======== Data to use ========

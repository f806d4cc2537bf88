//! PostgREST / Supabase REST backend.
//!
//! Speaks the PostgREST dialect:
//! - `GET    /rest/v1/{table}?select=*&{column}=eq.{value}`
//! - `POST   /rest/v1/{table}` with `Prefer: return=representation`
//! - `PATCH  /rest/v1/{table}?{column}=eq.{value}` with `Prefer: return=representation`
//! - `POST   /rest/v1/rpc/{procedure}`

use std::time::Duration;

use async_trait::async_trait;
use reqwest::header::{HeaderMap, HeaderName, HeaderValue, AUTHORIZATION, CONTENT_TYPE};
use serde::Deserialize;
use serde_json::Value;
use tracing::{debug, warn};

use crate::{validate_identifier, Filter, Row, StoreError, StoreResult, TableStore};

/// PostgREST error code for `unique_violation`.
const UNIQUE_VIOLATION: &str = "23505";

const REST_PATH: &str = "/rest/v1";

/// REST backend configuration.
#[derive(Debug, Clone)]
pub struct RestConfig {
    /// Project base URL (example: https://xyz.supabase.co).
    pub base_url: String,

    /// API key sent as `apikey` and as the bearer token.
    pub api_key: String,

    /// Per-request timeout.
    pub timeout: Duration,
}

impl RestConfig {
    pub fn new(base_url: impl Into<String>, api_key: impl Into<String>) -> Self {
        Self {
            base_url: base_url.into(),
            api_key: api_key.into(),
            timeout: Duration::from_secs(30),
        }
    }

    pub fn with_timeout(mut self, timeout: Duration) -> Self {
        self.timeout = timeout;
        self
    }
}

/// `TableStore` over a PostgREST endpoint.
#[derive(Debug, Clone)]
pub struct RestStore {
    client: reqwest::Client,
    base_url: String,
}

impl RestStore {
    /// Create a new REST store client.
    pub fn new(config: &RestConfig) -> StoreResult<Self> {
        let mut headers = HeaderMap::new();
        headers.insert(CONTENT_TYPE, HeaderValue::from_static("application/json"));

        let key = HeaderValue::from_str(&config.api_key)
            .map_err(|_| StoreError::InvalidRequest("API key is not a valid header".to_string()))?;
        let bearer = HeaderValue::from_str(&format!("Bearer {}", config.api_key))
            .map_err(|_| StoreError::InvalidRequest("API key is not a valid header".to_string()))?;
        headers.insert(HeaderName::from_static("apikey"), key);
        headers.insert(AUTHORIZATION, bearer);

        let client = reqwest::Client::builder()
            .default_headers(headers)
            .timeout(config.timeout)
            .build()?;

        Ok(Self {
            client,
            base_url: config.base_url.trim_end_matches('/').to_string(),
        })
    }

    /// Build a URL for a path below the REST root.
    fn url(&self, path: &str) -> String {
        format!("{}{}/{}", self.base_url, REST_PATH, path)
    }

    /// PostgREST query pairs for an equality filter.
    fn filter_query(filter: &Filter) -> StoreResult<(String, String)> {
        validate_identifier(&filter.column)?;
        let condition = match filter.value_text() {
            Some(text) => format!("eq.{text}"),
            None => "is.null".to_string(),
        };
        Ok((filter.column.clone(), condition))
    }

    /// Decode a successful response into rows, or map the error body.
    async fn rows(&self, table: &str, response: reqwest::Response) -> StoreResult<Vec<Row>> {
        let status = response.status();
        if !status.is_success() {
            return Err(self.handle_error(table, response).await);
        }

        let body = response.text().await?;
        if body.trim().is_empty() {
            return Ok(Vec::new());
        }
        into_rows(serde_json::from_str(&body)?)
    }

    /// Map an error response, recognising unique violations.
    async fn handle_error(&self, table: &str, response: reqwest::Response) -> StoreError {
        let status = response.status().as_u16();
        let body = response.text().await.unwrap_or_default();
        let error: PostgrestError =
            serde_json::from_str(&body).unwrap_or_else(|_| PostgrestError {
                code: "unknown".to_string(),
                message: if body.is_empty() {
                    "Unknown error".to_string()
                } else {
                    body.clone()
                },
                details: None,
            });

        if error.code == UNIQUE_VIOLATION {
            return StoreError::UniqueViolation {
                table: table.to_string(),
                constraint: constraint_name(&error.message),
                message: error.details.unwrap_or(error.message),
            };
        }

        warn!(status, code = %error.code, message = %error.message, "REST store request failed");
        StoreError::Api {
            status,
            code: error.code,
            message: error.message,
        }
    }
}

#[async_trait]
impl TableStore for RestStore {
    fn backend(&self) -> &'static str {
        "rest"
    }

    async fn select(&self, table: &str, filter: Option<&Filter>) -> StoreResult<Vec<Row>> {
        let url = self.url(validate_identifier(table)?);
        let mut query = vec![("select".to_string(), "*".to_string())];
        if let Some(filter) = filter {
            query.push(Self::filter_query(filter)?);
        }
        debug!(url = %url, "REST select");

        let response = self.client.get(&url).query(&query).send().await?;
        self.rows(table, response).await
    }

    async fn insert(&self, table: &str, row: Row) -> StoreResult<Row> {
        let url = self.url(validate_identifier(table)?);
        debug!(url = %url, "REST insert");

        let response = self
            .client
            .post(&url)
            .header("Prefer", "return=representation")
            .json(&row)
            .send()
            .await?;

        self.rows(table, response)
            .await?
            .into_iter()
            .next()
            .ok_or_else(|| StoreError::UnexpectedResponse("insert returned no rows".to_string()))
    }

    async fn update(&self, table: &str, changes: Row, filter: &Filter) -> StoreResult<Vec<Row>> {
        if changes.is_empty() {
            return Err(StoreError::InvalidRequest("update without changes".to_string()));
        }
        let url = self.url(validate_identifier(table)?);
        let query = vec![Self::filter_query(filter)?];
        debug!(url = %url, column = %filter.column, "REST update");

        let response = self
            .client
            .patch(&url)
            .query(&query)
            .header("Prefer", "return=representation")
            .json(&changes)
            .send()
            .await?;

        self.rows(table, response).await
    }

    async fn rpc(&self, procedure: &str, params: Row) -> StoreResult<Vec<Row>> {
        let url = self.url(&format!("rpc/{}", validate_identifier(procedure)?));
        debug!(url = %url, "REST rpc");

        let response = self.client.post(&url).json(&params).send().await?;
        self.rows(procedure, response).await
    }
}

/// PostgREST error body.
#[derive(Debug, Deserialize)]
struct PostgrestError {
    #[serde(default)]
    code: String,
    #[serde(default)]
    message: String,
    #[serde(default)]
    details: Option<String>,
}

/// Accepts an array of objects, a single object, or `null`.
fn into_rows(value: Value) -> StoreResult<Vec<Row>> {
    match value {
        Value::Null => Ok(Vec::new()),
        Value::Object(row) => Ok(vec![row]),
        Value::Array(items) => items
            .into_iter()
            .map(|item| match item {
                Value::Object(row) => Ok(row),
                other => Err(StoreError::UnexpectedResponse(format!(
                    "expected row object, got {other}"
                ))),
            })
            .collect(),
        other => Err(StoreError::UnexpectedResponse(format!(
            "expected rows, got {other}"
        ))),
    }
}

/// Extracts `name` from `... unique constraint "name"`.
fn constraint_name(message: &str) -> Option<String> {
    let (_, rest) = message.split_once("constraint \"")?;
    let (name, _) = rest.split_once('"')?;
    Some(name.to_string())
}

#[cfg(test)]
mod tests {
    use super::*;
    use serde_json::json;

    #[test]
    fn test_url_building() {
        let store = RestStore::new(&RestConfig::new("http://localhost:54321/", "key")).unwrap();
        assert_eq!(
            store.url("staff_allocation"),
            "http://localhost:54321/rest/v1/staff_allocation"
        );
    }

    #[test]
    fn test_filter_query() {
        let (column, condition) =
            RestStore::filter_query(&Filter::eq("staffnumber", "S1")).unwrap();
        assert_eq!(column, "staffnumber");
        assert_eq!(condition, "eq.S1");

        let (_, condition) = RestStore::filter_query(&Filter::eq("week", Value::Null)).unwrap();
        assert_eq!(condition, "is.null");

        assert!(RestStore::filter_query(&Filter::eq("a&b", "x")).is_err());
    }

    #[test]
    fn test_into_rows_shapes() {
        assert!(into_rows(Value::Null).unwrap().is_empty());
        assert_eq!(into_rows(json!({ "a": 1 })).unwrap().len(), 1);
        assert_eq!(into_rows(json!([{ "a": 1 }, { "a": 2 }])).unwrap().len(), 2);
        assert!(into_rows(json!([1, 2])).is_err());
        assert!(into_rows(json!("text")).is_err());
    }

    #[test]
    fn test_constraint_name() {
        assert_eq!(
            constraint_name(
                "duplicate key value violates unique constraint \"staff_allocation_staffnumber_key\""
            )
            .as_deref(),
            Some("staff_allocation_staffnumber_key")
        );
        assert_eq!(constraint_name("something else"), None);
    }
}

========

Using the entries above, give the number of lines that carry the string "warn", without anything else.

● Answer to the exercise: 2